_What this task involves:_ Look for "Idle" in every line of the listing. Copy the lines that have it.

_Provided information:_
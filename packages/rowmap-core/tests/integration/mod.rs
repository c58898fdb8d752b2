//! Integration test suite.
//!
//! Exercises data sources end to end over the in-memory executor:
//! scalar round trips, expand rules, synthetic collection tables,
//! transactions and configuration.

pub mod collection_tests;
pub mod data_source_tests;
pub mod expansion_tests;
pub mod helpers;
pub mod transaction_tests;
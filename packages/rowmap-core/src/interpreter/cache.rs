//! Process-wide memo of interpreted descriptors.

use std::collections::HashMap;
use std::sync::{Arc, OnceLock};

use arc_swap::ArcSwap;

use super::engine::Interpreter;
use crate::dataobject::DataObjectDescriptor;
use crate::error::InterpretationError;
use crate::types::TypeKey;

type Entries = HashMap<TypeKey, Arc<DataObjectDescriptor>>;

/// Descriptor cache keyed by type.
///
/// Readers load a snapshot without locking. Writers publish a new map with
/// copy-on-write, so a lookup never observes a half-inserted entry. The
/// first descriptor published for a type wins; later interpretations of
/// the same type are discarded.
pub struct DataObjectCache {
    entries: ArcSwap<Entries>,
}

static GLOBAL: OnceLock<DataObjectCache> = OnceLock::new();

impl DataObjectCache {
    pub fn new() -> Self {
        Self {
            entries: ArcSwap::from_pointee(HashMap::new()),
        }
    }

    /// Shared cache used when a data source is not given its own.
    pub fn global() -> &'static DataObjectCache {
        GLOBAL.get_or_init(DataObjectCache::new)
    }

    pub fn get(&self, type_key: &TypeKey) -> Option<Arc<DataObjectDescriptor>> {
        self.entries.load().get(type_key).cloned()
    }

    /// Returns the cached descriptor, interpreting and publishing it first
    /// when absent.
    ///
    /// Interpretation runs outside any lock. When two callers race, both
    /// receive the descriptor that was published first.
    pub fn interpret_if_absent(
        &self,
        type_key: &TypeKey,
        interpreter: &Interpreter,
    ) -> Result<Arc<DataObjectDescriptor>, InterpretationError> {
        if let Some(descriptor) = self.get(type_key) {
            return Ok(descriptor);
        }

        let descriptor = Arc::new(interpreter.interpret_type(type_key)?);
        self.entries.rcu(|current| {
            if current.contains_key(type_key) {
                Arc::clone(current)
            } else {
                let mut next = HashMap::clone(current);
                next.insert(*type_key, Arc::clone(&descriptor));
                Arc::new(next)
            }
        });
        tracing::trace!("Cached descriptor of {}", type_key);

        Ok(self.get(type_key).unwrap_or(descriptor))
    }

    pub fn len(&self) -> usize {
        self.entries.load().len()
    }

    pub fn is_empty(&self) -> bool {
        self.entries.load().is_empty()
    }
}

impl Default for DataObjectCache {
    fn default() -> Self {
        Self::new()
    }
}

impl std::fmt::Debug for DataObjectCache {
    fn fmt(&self, f: &mut std::fmt::Formatter<'_>) -> std::fmt::Result {
        f.debug_struct("DataObjectCache")
            .field("len", &self.len())
            .finish()
    }
}
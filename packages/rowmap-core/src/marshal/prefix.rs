use std::fmt;

const SEPARATOR: char = '_';

/// Column name prefix of nested and expanded values.
///
/// The empty prefix leaves names untouched; any other prefix joins with `_`.
#[derive(Debug, Clone, Default, PartialEq, Eq, Hash)]
pub struct Prefix(String);

impl Prefix {
    pub fn empty() -> Self {
        Self::default()
    }

    pub fn of(segment: impl Into<String>) -> Self {
        Prefix(segment.into())
    }

    /// Column name of `name` under this prefix.
    pub fn apply(&self, name: &str) -> String {
        if self.0.is_empty() {
            name.to_string()
        } else {
            format!("{}{}{}", self.0, SEPARATOR, name)
        }
    }

    /// Prefix of the values nested under `name`.
    pub fn append(&self, name: &str) -> Prefix {
        Prefix(self.apply(name))
    }

    pub fn is_empty(&self) -> bool {
        self.0.is_empty()
    }

    pub fn as_str(&self) -> &str {
        &self.0
    }
}

impl fmt::Display for Prefix {
    fn fmt(&self, f: &mut fmt::Formatter<'_>) -> fmt::Result {
        f.write_str(&self.0)
    }
}
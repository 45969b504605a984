use axum::{extract::State, http::StatusCode, response::Json};
use chrono::{DateTime, Utc};
use serde::{Deserialize, Serialize};
use std::time::Instant;

use super::DashboardState;
use crate::database::connection::DatabaseManager;

#[derive(Debug, Serialize, Deserialize)]
pub struct HealthResponse {
    pub status: String,
    pub timestamp: DateTime<Utc>,
    pub version: String,
    pub database: DatabaseHealth,
    pub uptime_seconds: i64,
}

#[derive(Debug, Serialize, Deserialize)]
pub struct DatabaseHealth {
    pub status: String,
    pub connection_pool_size: u32,
    pub response_time_ms: u64,
    pub events: i64,
}

pub async fn health_check(
    State(state): State<DashboardState>,
) -> Result<Json<HealthResponse>, StatusCode> {
    let start = Instant::now();
    let events = count_events(&state.db)
        .await
        .map_err(|_| StatusCode::SERVICE_UNAVAILABLE)?;

    Ok(Json(HealthResponse {
        status: "healthy".to_string(),
        timestamp: Utc::now(),
        version: env!("CARGO_PKG_VERSION").to_string(),
        database: DatabaseHealth {
            status: "healthy".to_string(),
            connection_pool_size: state.db.pool.size(),
            response_time_ms: start.elapsed().as_millis() as u64,
            events,
        },
        uptime_seconds: Utc::now()
            .signed_duration_since(state.start_time)
            .num_seconds(),
    }))
}

pub async fn readiness_check(
    State(state): State<DashboardState>,
) -> Result<Json<&'static str>, StatusCode> {
    match count_events(&state.db).await {
        Ok(_) => Ok(Json("ready")),
        Err(_) => Err(StatusCode::SERVICE_UNAVAILABLE),
    }
}

/// Answers as long as the process is up.
pub async fn liveness_check() -> Json<&'static str> {
    Json("alive")
}

/// Doubles as the connectivity probe: fails if the schema isn't there either.
async fn count_events(db: &DatabaseManager) -> Result<i64, sqlx::Error> {
    let (count,): (i64,) = sqlx::query_as("SELECT COUNT(*) FROM events")
        .fetch_one(&db.pool)
        .await?;
    Ok(count)
}
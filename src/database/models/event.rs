use chrono::Utc;
use serde::{Deserialize, Serialize};
use sqlx::FromRow;

/// Capacity used when the admin doesn't give one.
pub const DEFAULT_MAX_POSITIONS: i64 = 30;

#[derive(Debug, Clone, PartialEq, FromRow, Serialize, Deserialize)]
pub struct Event {
    pub id: i64,
    pub name: String,
    pub max_positions: i64,
    pub created_at: String,
}

impl Event {
    /// Inserts a new event. Returns `None` when the name is already in use.
    pub async fn create(
        pool: &sqlx::SqlitePool,
        name: &str,
        max_positions: i64,
    ) -> Result<Option<Self>, sqlx::Error> {
        if Self::find_by_name(pool, name).await?.is_some() {
            return Ok(None);
        }

        let now = Utc::now().to_rfc3339();
        let inserted = sqlx::query(
            "INSERT INTO events (name, max_positions, created_at) VALUES (?, ?, ?)"
        )
        .bind(name)
        .bind(max_positions)
        .bind(&now)
        .execute(pool)
        .await;

        match inserted {
            Ok(result) => Self::find_by_id(pool, result.last_insert_rowid()).await,
            Err(e) if is_unique_violation(&e) => Ok(None),
            Err(e) => Err(e),
        }
    }

    pub async fn find_all(pool: &sqlx::SqlitePool) -> Result<Vec<Self>, sqlx::Error> {
        sqlx::query_as::<_, Event>(
            "SELECT id, name, max_positions, created_at FROM events ORDER BY name"
        )
        .fetch_all(pool)
        .await
    }

    pub async fn find_by_id(
        pool: &sqlx::SqlitePool,
        event_id: i64,
    ) -> Result<Option<Self>, sqlx::Error> {
        sqlx::query_as::<_, Event>(
            "SELECT id, name, max_positions, created_at FROM events WHERE id = ?"
        )
        .bind(event_id)
        .fetch_optional(pool)
        .await
    }

    pub async fn find_by_name(
        pool: &sqlx::SqlitePool,
        name: &str,
    ) -> Result<Option<Self>, sqlx::Error> {
        sqlx::query_as::<_, Event>(
            "SELECT id, name, max_positions, created_at FROM events WHERE name = ?"
        )
        .bind(name)
        .fetch_optional(pool)
        .await
    }

    /// Case-insensitive partial name match; the most recently created event wins.
    ///
    /// Matching happens in Rust because SQLite's `LOWER` and `LIKE` only fold ASCII.
    pub async fn find_by_keyword(
        pool: &sqlx::SqlitePool,
        keyword: &str,
    ) -> Result<Option<Self>, sqlx::Error> {
        let keyword = keyword.trim().to_lowercase();
        let events = sqlx::query_as::<_, Event>(
            "SELECT id, name, max_positions, created_at FROM events
             ORDER BY created_at DESC, id DESC"
        )
        .fetch_all(pool)
        .await?;

        Ok(events
            .into_iter()
            .find(|event| event.name.to_lowercase().contains(&keyword)))
    }

    /// Returns `false` if the event is gone or another event already has `new_name`.
    pub async fn rename(
        pool: &sqlx::SqlitePool,
        event_id: i64,
        new_name: &str,
    ) -> Result<bool, sqlx::Error> {
        if let Some(existing) = Self::find_by_name(pool, new_name).await? {
            return Ok(existing.id == event_id);
        }

        let renamed = sqlx::query("UPDATE events SET name = ? WHERE id = ?")
            .bind(new_name)
            .bind(event_id)
            .execute(pool)
            .await;

        match renamed {
            Ok(result) => Ok(result.rows_affected() > 0),
            Err(e) if is_unique_violation(&e) => Ok(false),
            Err(e) => Err(e),
        }
    }

    /// Deletes the event together with its whole queue.
    pub async fn delete(pool: &sqlx::SqlitePool, event_id: i64) -> Result<bool, sqlx::Error> {
        let mut tx = pool.begin().await?;

        sqlx::query("DELETE FROM queue WHERE event_id = ?")
            .bind(event_id)
            .execute(&mut *tx)
            .await?;

        let result = sqlx::query("DELETE FROM events WHERE id = ?")
            .bind(event_id)
            .execute(&mut *tx)
            .await?;

        tx.commit().await?;
        Ok(result.rows_affected() > 0)
    }
}

/// `SQLITE_BUSY` and its extended codes: another writer held the lock past the busy timeout.
pub(crate) fn is_busy(error: &sqlx::Error) -> bool {
    match error {
        sqlx::Error::Database(db_error) => db_error
            .code()
            .and_then(|code| code.parse::<i32>().ok())
            .is_some_and(|code| code & 0xff == 5),
        _ => false,
    }
}

pub(crate) fn is_unique_violation(error: &sqlx::Error) -> bool {
    match error {
        sqlx::Error::Database(db_error) => db_error.message().contains("UNIQUE constraint failed"),
        _ => false,
    }
}
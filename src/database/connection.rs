use anyhow::Result;
use sqlx::{sqlite::SqliteConnectOptions, SqlitePool, migrate::MigrateDatabase, Sqlite};
use std::str::FromStr;
use std::time::Duration;
use tracing::info;

#[derive(Clone)]
pub struct DatabaseManager {
    pub pool: SqlitePool,
}

impl DatabaseManager {
    pub async fn new(database_url: &str) -> Result<Self> {
        // Create database if it doesn't exist
        if !Sqlite::database_exists(database_url).await.unwrap_or(false) {
            info!("Creating database {}", database_url);
            Sqlite::create_database(database_url).await?;
        }

        // Queue rows rely on ON DELETE CASCADE; concurrent writers wait for the lock
        let options = SqliteConnectOptions::from_str(database_url)?
            .foreign_keys(true)
            .busy_timeout(Duration::from_secs(5));
        let pool = SqlitePool::connect_with(options).await?;

        Ok(Self { pool })
    }

    pub async fn run_migrations(&self) -> Result<()> {
        info!("Running database migrations");
        sqlx::migrate!("./migrations").run(&self.pool).await?;
        Ok(())
    }

    /// Names of the user tables currently present in the database.
    pub async fn table_names(&self) -> Result<Vec<String>> {
        let names: Vec<(String,)> = sqlx::query_as(
            "SELECT name FROM sqlite_master WHERE type = 'table' AND name NOT LIKE 'sqlite_%' ORDER BY name"
        )
        .fetch_all(&self.pool)
        .await?;

        Ok(names.into_iter().map(|(name,)| name).collect())
    }
}
pub mod callback;
pub mod general_message;
pub mod input;
pub mod message;

use std::sync::Arc;

use teloxide::{
    dispatching::{dialogue, dialogue::InMemStorage, UpdateHandler},
    prelude::*,
    types::Me,
};

use crate::bot::commands::Command;
use crate::bot::state::{QueueDialogue, State};
use crate::config::Config;
use crate::database::connection::DatabaseManager;

pub struct BotHandler {
    pub db: DatabaseManager,
    pub config: Arc<Config>,
}

impl BotHandler {
    pub fn new(db: DatabaseManager, config: Arc<Config>) -> Self {
        Self { db, config }
    }

    /// Commands win over dialogue input, so `/cancel` works mid-dialogue.
    pub fn schema(&self) -> UpdateHandler<Box<dyn std::error::Error + Send + Sync + 'static>> {
        use teloxide::dispatching::UpdateFilterExt;

        let db = self.db.clone();
        let config = self.config.clone();
        let commands = Update::filter_message()
            .filter_command::<Command>()
            .endpoint(move |bot: Bot, msg: Message, cmd: Command, dialogue: QueueDialogue| {
                let db = db.clone();
                let config = config.clone();
                async move { message::command_handler(bot, msg, cmd, dialogue, db, config).await }
            });

        let db_capacity = self.db.clone();
        let db_position = self.db.clone();
        let db_rename = self.db.clone();
        let dialogue_input = Update::filter_message()
            .branch(dptree::case![State::AwaitingEventName { admin_id }].endpoint(
                |bot: Bot, msg: Message, dialogue: QueueDialogue, admin_id: u64| async move {
                    input::receive_event_name(bot, msg, dialogue, admin_id).await
                },
            ))
            .branch(dptree::case![State::AwaitingMaxPositions { admin_id, name }].endpoint(
                move |bot: Bot, msg: Message, dialogue: QueueDialogue, step: (u64, String)| {
                    let db = db_capacity.clone();
                    async move { input::receive_max_positions(bot, msg, dialogue, step, db).await }
                },
            ))
            .branch(dptree::case![State::AwaitingPosition { event_id, user_id }].endpoint(
                move |bot: Bot, msg: Message, dialogue: QueueDialogue, step: (i64, u64)| {
                    let db = db_position.clone();
                    async move { input::receive_position(bot, msg, dialogue, step, db).await }
                },
            ))
            .branch(dptree::case![State::AwaitingNewName { event_id, admin_id }].endpoint(
                move |bot: Bot, msg: Message, dialogue: QueueDialogue, step: (i64, u64)| {
                    let db = db_rename.clone();
                    async move { input::receive_new_name(bot, msg, dialogue, step, db).await }
                },
            ))
            .branch(dptree::case![State::Idle].endpoint(|bot: Bot, msg: Message, me: Me| async move {
                general_message::handle_general_message(bot, msg, me).await
            }));

        let db_callback = self.db.clone();
        let config_callback = self.config.clone();
        let callbacks = Update::filter_callback_query().endpoint(
            move |bot: Bot, q: CallbackQuery, dialogue: QueueDialogue| {
                let db = db_callback.clone();
                let config = config_callback.clone();
                async move { callback::callback_handler(bot, q, dialogue, db, config).await }
            },
        );

        dialogue::enter::<Update, InMemStorage<State>, State, _>()
            .branch(commands)
            .branch(dialogue_input)
            .branch(callbacks)
    }
}
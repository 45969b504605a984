use std::sync::Arc;

use teloxide::prelude::*;
use teloxide::utils::command::BotCommands;

use crate::bot::commands::Command;
use crate::bot::state::{HandlerResult, QueueDialogue, State};
use crate::bot::{keyboards, views};
use crate::config::Config;
use crate::database::{connection::DatabaseManager, models::Event};
use crate::utils::feedback::CommandFeedback;
use crate::utils::logging::{log_command_start, log_command_success, log_database_error, Actor};

pub async fn handle_help(bot: Bot, msg: Message) -> HandlerResult {
    bot.send_message(msg.chat.id, Command::descriptions().to_string()).await?;
    Ok(())
}

pub async fn handle_start(
    bot: Bot,
    msg: Message,
    db: &DatabaseManager,
    config: &Arc<Config>,
) -> HandlerResult {
    let actor = Actor::from_message(&msg);
    log_command_start("start", &actor, None);

    let text = views::start_text(config.is_admin(actor.user_id));
    match Event::find_all(&db.pool).await {
        Ok(events) => {
            bot.send_message(msg.chat.id, text)
                .reply_markup(keyboards::events_keyboard(&events))
                .await?;
        }
        Err(e) => {
            // Greeting still goes out, just without the event buttons
            log_database_error("SELECT", "events", &e.to_string(), Some("start"));
            bot.send_message(msg.chat.id, text).await?;
        }
    }

    log_command_success("start", &actor, None);
    Ok(())
}

pub async fn handle_my_id(bot: Bot, msg: Message) -> HandlerResult {
    let actor = Actor::from_message(&msg);
    log_command_start("myid", &actor, None);

    bot.send_message(msg.chat.id, format!("Your Telegram ID: {}", actor.user_id))
        .await?;
    Ok(())
}

pub async fn handle_dashboard(bot: Bot, msg: Message, config: &Arc<Config>) -> HandlerResult {
    bot.send_message(msg.chat.id, format!("Dashboard: {}", config.dashboard_url))
        .await?;
    Ok(())
}

pub async fn handle_cancel(bot: Bot, msg: Message, dialogue: QueueDialogue) -> HandlerResult {
    let feedback = CommandFeedback::new(bot, msg.chat.id);

    match dialogue.get().await? {
        None | Some(State::Idle) => {
            feedback.info("Nothing to cancel").await?;
        }
        Some(_) => {
            dialogue.exit().await?;
            feedback.success("Cancelled").await?;
        }
    }
    Ok(())
}
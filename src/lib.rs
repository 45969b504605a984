//! # Queue Bot
//!
//! A Telegram bot and web dashboard for first-come-first-served signup queues.
//!
//! ## Features
//! - Events with a capped number of numbered positions
//! - Users claim one free position per event, and can give it back
//! - Admin-only event creation, renaming and deletion
//! - Read-only HTML/JSON dashboard over the same SQLite database

/// Bot commands, dialogue and callback handling
pub mod bot;
/// Configuration from environment variables
pub mod config;
/// HTTP dashboard and health checks
pub mod dashboard;
/// Database models, connections, and migrations
pub mod database;
/// Logging, feedback, validation and formatting helpers
pub mod utils;
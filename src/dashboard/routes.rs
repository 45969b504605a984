use axum::{
    extract::State,
    http::StatusCode,
    response::{Html, IntoResponse, Json, Response},
};

use super::{templates, DashboardState};
use crate::database::models::EventOverview;
use crate::utils::logging::log_database_error;

// ── GET /: HTML overview of every queue ──────────────────────────────

pub async fn index(State(state): State<DashboardState>) -> Response {
    let overviews = match EventOverview::load_all(&state.db.pool).await {
        Ok(overviews) => overviews,
        Err(e) => {
            log_database_error("SELECT", "events", &e.to_string(), Some("dashboard"));
            return (
                StatusCode::INTERNAL_SERVER_ERROR,
                Html("<h1>Failed to load queues</h1>".to_string()),
            )
                .into_response();
        }
    };

    match templates::render_dashboard(&overviews) {
        Ok(page) => Html(page).into_response(),
        Err(e) => {
            tracing::error!("Template error: {}", e);
            (
                StatusCode::INTERNAL_SERVER_ERROR,
                Html("<h1>Failed to render dashboard</h1>".to_string()),
            )
                .into_response()
        }
    }
}

// ── GET /api/events: the same data as JSON ───────────────────────────

pub async fn events_json(
    State(state): State<DashboardState>,
) -> Result<Json<Vec<EventOverview>>, StatusCode> {
    EventOverview::load_all(&state.db.pool)
        .await
        .map(Json)
        .map_err(|e| {
            log_database_error("SELECT", "events", &e.to_string(), Some("api"));
            StatusCode::INTERNAL_SERVER_ERROR
        })
}
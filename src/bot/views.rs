//! Plain-text message bodies for the bot.

use crate::database::models::{Event, QueueEntry};

pub const CHOOSE_EVENT: &str = "Choose an event:";

/// Free positions listed in the join prompt before the rest is summarized.
const AVAILABLE_PREVIEW: usize = 15;

pub fn start_text(is_admin: bool) -> String {
    let admin_note = if is_admin { " (you are the admin)" } else { "" };
    let mut text = format!("Queue bot for signing up to events.{admin_note}\n\nCommands:\n");
    text.push_str("/events — list events\n");
    text.push_str("/myid — show your Telegram ID\n");
    text.push_str("/dashboard — link to the dashboard\n");
    if is_admin {
        text.push_str("/add_event — create an event\n");
    }
    text.push_str("/cancel — abort the current step\n");
    text.push_str("/help — show all commands\n");
    text
}

pub fn event_card(event: &Event, taken: usize) -> String {
    format!("📌 {}\nTaken: {}/{}", event.name, taken, event.max_positions)
}

pub fn queue_listing(event: &Event, queue: &[QueueEntry]) -> String {
    if queue.is_empty() {
        return format!("📋 {}\n\nQueue is empty", event.name);
    }

    let mut lines = vec![format!("📋 {}\n", event.name)];
    lines.extend(
        queue
            .iter()
            .map(|entry| format!("{}. {}", entry.position, entry.display_name())),
    );
    lines.join("\n")
}

/// First free positions, with a count of the ones left out.
pub fn summarize_positions(available: &[i64]) -> String {
    let shown = available
        .iter()
        .take(AVAILABLE_PREVIEW)
        .map(i64::to_string)
        .collect::<Vec<_>>()
        .join(", ");

    if available.len() > AVAILABLE_PREVIEW {
        format!("{shown}... ({} more)", available.len() - AVAILABLE_PREVIEW)
    } else {
        shown
    }
}

/// Prompt for the join dialogue. `available` must not be empty.
pub fn position_prompt(max_positions: i64, available: &[i64]) -> String {
    let nearest = available.first().copied().unwrap_or(1);
    format!(
        "Enter a position number (1-{max_positions})\n\nNearest free: {nearest}\nFree: {}",
        summarize_positions(available)
    )
}

#[cfg(test)]
mod tests {
    use super::*;

    fn event() -> Event {
        Event {
            id: 1,
            name: "Lab 1".to_string(),
            max_positions: 30,
            created_at: String::new(),
        }
    }

    fn entry(position: i64, first_name: Option<&str>) -> QueueEntry {
        QueueEntry {
            event_id: 1,
            position,
            user_id: position * 100,
            username: None,
            first_name: first_name.map(str::to_string),
            registered_at: String::new(),
        }
    }

    #[test]
    fn test_event_card() {
        assert_eq!(event_card(&event(), 4), "📌 Lab 1\nTaken: 4/30");
    }

    #[test]
    fn test_queue_listing_empty() {
        assert_eq!(queue_listing(&event(), &[]), "📋 Lab 1\n\nQueue is empty");
    }

    #[test]
    fn test_queue_listing_entries() {
        let text = queue_listing(&event(), &[entry(1, Some("Anna")), entry(3, None)]);
        assert_eq!(text, "📋 Lab 1\n\n1. Anna\n3. —");
    }

    #[test]
    fn test_summarize_positions_truncates() {
        let available: Vec<i64> = (1..=20).collect();
        assert_eq!(
            summarize_positions(&available),
            "1, 2, 3, 4, 5, 6, 7, 8, 9, 10, 11, 12, 13, 14, 15... (5 more)"
        );
        assert_eq!(summarize_positions(&[2, 5]), "2, 5");
    }

    #[test]
    fn test_position_prompt_names_nearest() {
        let prompt = position_prompt(10, &[3, 7]);
        assert!(prompt.starts_with("Enter a position number (1-10)"));
        assert!(prompt.contains("Nearest free: 3"));
        assert!(prompt.ends_with("Free: 3, 7"));
    }

    #[test]
    fn test_start_text_mentions_admin() {
        assert!(start_text(true).contains("(you are the admin)"));
        assert!(start_text(true).contains("/add_event"));
        assert!(!start_text(false).contains("/add_event"));
    }

    #[test]
    fn test_start_text_lists_every_public_command() {
        let text = start_text(false);
        for command in ["/events", "/myid", "/dashboard", "/cancel", "/help"] {
            assert!(text.contains(command), "missing {command}");
        }
    }
}
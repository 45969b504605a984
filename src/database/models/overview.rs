use serde::{Deserialize, Serialize};
use std::collections::HashMap;

use super::event::Event;
use super::queue::QueueEntry;

/// An event together with its current queue, as shown on the dashboard.
#[derive(Debug, Clone, Serialize, Deserialize)]
pub struct EventOverview {
    #[serde(flatten)]
    pub event: Event,
    pub taken: usize,
    pub queue: Vec<QueueEntry>,
}

impl EventOverview {
    /// Loads every event (by name) with its queue (by position) in two queries.
    pub async fn load_all(pool: &sqlx::SqlitePool) -> Result<Vec<Self>, sqlx::Error> {
        let events = Event::find_all(pool).await?;
        if events.is_empty() {
            return Ok(Vec::new());
        }

        let mut queues_by_event: HashMap<i64, Vec<QueueEntry>> = HashMap::new();
        for entry in QueueEntry::find_all(pool).await? {
            queues_by_event.entry(entry.event_id).or_default().push(entry);
        }

        Ok(events
            .into_iter()
            .map(|event| {
                let queue = queues_by_event.remove(&event.id).unwrap_or_default();
                EventOverview {
                    taken: queue.len(),
                    event,
                    queue,
                }
            })
            .collect())
    }
}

_Worked solution:_
            .branch(dptree::case![State::Idle].endpoint(|bot: Bot, msg: Message, me: Me| async move {
        None | Some(State::Idle) => {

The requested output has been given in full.